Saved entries

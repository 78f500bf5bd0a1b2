//! Reload and restart of hosts
//!
//! The mutating operation is fired without waiting for its response, since
//! the management channel may go down with the host. Completion is detected
//! by pinging the host and its running servers until they answer again.

use super::dialog::Confirmation;
use super::pending::PendingActions;
use super::timeout::{Ping, PollOutcome, TimeoutHandler};
use crate::config::models::TimeoutConfig;
use crate::core::dispatcher::Dispatcher;
use crate::core::dmr::constants::{
    READ_RESOURCE_OPERATION, RELOAD, RESTART, RESTART_SERVERS, SERVER, SHUTDOWN,
};
use crate::core::dmr::{Composite, Operation};
use crate::core::events::{Action, ActionResult, ConsoleEvent, EventBus};
use crate::core::topology::Host;
use crate::utils::error::{ConsoleError, Result};
use serde::{Deserialize, Serialize};
use std::sync::Arc;
use std::time::Duration;
use tracing::{debug, info, warn};

/// How a host action ended
#[derive(Debug, Clone, Copy, PartialEq, Eq, Serialize, Deserialize)]
#[serde(rename_all = "kebab-case")]
pub enum HostActionOutcome {
    /// The user declined; nothing was sent
    Cancelled,
    Completed,
    /// The host did not answer in time; the action may still finish
    TimedOut,
}

pub type BeforeAction = Box<dyn FnOnce() + Send>;
pub type AfterAction = Box<dyn FnOnce(HostActionOutcome) + Send>;

/// Hooks run around a confirmed action
#[derive(Default)]
pub struct ActionCallbacks {
    before: Option<BeforeAction>,
    after: Option<AfterAction>,
}

impl ActionCallbacks {
    pub fn new() -> Self {
        Self::default()
    }

    /// Run before the operation is fired
    pub fn before<F: FnOnce() + Send + 'static>(mut self, f: F) -> Self {
        self.before = Some(Box::new(f));
        self
    }

    /// Run once polling has ended, on success and on timeout
    pub fn after<F: FnOnce(HostActionOutcome) + Send + 'static>(mut self, f: F) -> Self {
        self.after = Some(Box::new(f));
        self
    }
}

impl std::fmt::Debug for ActionCallbacks {
    fn fmt(&self, f: &mut std::fmt::Formatter<'_>) -> std::fmt::Result {
        f.debug_struct("ActionCallbacks")
            .field("before", &self.before.is_some())
            .field("after", &self.after.is_some())
            .finish()
    }
}

/// Time to wait for a host: the base of the action plus a share per running server
pub fn host_timeout(action: Action, running_servers: usize, timeouts: &TimeoutConfig) -> Duration {
    let base = match action {
        Action::Reload => timeouts.reload_base(),
        Action::Restart => timeouts.restart_base(),
    };
    base + timeouts.per_server() * running_servers as u32
}

/// Read the host, plus every running server if there are any
pub fn ping(host: &Host) -> Ping {
    let read_host = Operation::new(host.address(), READ_RESOURCE_OPERATION);
    let servers = host.running_servers();
    if servers.is_empty() {
        return Ping::Single(read_host);
    }

    let mut composite = Composite::new().add(read_host);
    for server in servers {
        composite.push(Operation::new(
            host.address().add(SERVER, server),
            READ_RESOURCE_OPERATION,
        ));
    }
    Ping::Composite(composite)
}

struct Texts {
    title: String,
    question: String,
    pending: String,
    success: String,
    timeout: String,
}

impl Texts {
    fn new(action: Action, host: &str, domain_controller: bool) -> Self {
        match action {
            Action::Reload => Self {
                title: format!("Reload {}", host),
                question: format!("Do you really want to reload host {}?", host),
                pending: "Reloading the domain controller. Please wait...".to_string(),
                success: format!("Host {} successfully reloaded.", host),
                timeout: if domain_controller {
                    "The domain controller could not be reloaded in time. Please reload the console.".to_string()
                } else {
                    format!("Host {} could not be reloaded in time.", host)
                },
            },
            Action::Restart => Self {
                title: format!("Restart {}", host),
                question: if domain_controller {
                    format!(
                        "Do you really want to restart the domain controller {}? The console will be unavailable during the restart.",
                        host
                    )
                } else {
                    format!("Do you really want to restart host {}?", host)
                },
                pending: "Restarting the domain controller. Please wait...".to_string(),
                success: format!("Host {} successfully restarted.", host),
                timeout: if domain_controller {
                    "The domain controller could not be restarted in time. Please reload the console.".to_string()
                } else {
                    format!("Host {} could not be restarted in time.", host)
                },
            },
        }
    }
}

/// Reload and restart with confirmation, progress events and timeout handling
pub struct HostActions {
    dispatcher: Arc<dyn Dispatcher>,
    events: EventBus,
    pending: PendingActions,
    confirmation: Arc<dyn Confirmation>,
    timeouts: TimeoutConfig,
}

impl HostActions {
    pub fn new(
        dispatcher: Arc<dyn Dispatcher>,
        events: EventBus,
        pending: PendingActions,
        confirmation: Arc<dyn Confirmation>,
        timeouts: TimeoutConfig,
    ) -> Self {
        Self {
            dispatcher,
            events,
            pending,
            confirmation,
            timeouts,
        }
    }

    /// Whether an action on `host` was requested and has not ended yet
    pub fn is_pending(&self, host: &str) -> bool {
        self.pending.is_claimed(host)
    }

    pub fn pending(&self) -> &PendingActions {
        &self.pending
    }

    /// Reload `host`, optionally restarting its servers
    pub async fn reload(
        &self,
        host: &Host,
        domain_controller: bool,
        restart_servers: bool,
        callbacks: ActionCallbacks,
    ) -> Result<HostActionOutcome> {
        let operation = Operation::builder(host.address(), RELOAD)
            .param(RESTART_SERVERS, restart_servers)
            .build();
        self.run(host, Action::Reload, operation, domain_controller, callbacks)
            .await
    }

    /// Restart `host`, which is a shutdown with restart
    pub async fn restart(
        &self,
        host: &Host,
        domain_controller: bool,
        callbacks: ActionCallbacks,
    ) -> Result<HostActionOutcome> {
        let operation = Operation::builder(host.address(), SHUTDOWN)
            .param(RESTART, true)
            .build();
        self.run(host, Action::Restart, operation, domain_controller, callbacks)
            .await
    }

    async fn run(
        &self,
        host: &Host,
        action: Action,
        operation: Operation,
        domain_controller: bool,
        callbacks: ActionCallbacks,
    ) -> Result<HostActionOutcome> {
        let name = host.name();
        if !self.pending.try_claim(name) {
            return Err(ConsoleError::validation(format!(
                "Host {} has a pending action",
                name
            )));
        }

        let texts = Texts::new(action, name, domain_controller);
        if !self.confirmation.confirm(&texts.title, &texts.question).await {
            self.pending.release(name);
            info!("{} of host {} cancelled", action.label(), name);
            return Ok(HostActionOutcome::Cancelled);
        }

        // Let the confirmation close before the next dialog opens
        tokio::time::sleep(self.timeouts.dialog_delay()).await;

        let ActionCallbacks { before, after } = callbacks;
        if let Some(before) = before {
            before();
        }

        let servers = host.running_servers();
        let budget = host_timeout(action, servers.len(), &self.timeouts);
        self.pending.start(name, &servers, action);
        self.events.publish(ConsoleEvent::HostAction {
            host: name.to_string(),
            servers: servers.clone(),
            action,
        });
        if domain_controller {
            self.events.publish(ConsoleEvent::LongRunning {
                title: texts.title.clone(),
                message: texts.pending.clone(),
            });
        }

        info!(
            "Firing {} of host {}, waiting up to {:?}",
            action.label(),
            name,
            budget
        );
        self.fire(operation);

        let handler = TimeoutHandler::new(
            Arc::clone(&self.dispatcher),
            budget,
            self.timeouts.poll_interval(),
        );
        let outcome = match handler.execute(&ping(host)).await {
            PollOutcome::Succeeded => HostActionOutcome::Completed,
            PollOutcome::TimedOut => HostActionOutcome::TimedOut,
        };

        self.pending.finish(name, &servers);
        self.events.publish(ConsoleEvent::HostResult {
            host: name.to_string(),
            servers,
            outcome: match outcome {
                HostActionOutcome::TimedOut => ActionResult::TimedOut,
                _ => ActionResult::Completed,
            },
        });
        if let Some(after) = after {
            after(outcome);
        }

        match (outcome, domain_controller) {
            (HostActionOutcome::Completed, true) => {
                self.events.publish(ConsoleEvent::LongRunningClosed);
                self.events.success(texts.success);
            }
            (_, true) => {
                self.events.publish(ConsoleEvent::LongRunningClosed);
                self.events.publish(ConsoleEvent::Blocking {
                    title: texts.title,
                    message: texts.timeout,
                });
            }
            (HostActionOutcome::Completed, false) => self.events.success(texts.success),
            (_, false) => self.events.error(texts.timeout, None),
        }
        if outcome == HostActionOutcome::TimedOut {
            warn!("{} of host {} timed out", action.label(), name);
        }
        Ok(outcome)
    }

    fn fire(&self, operation: Operation) {
        let dispatcher = Arc::clone(&self.dispatcher);
        tokio::spawn(async move {
            let name = operation.name().to_string();
            match dispatcher.execute(operation).await {
                Ok(_) => debug!("{} acknowledged", name),
                Err(e) => debug!("{} returned {}", name, e),
            }
        });
    }
}

impl std::fmt::Debug for HostActions {
    fn fmt(&self, f: &mut std::fmt::Formatter<'_>) -> std::fmt::Result {
        f.debug_struct("HostActions")
            .field("pending", &self.pending)
            .field("timeouts", &self.timeouts)
            .finish()
    }
}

* Exercise brief: The answer must be a single number: how many lines above contain the word "crate".

* Problem solution: 7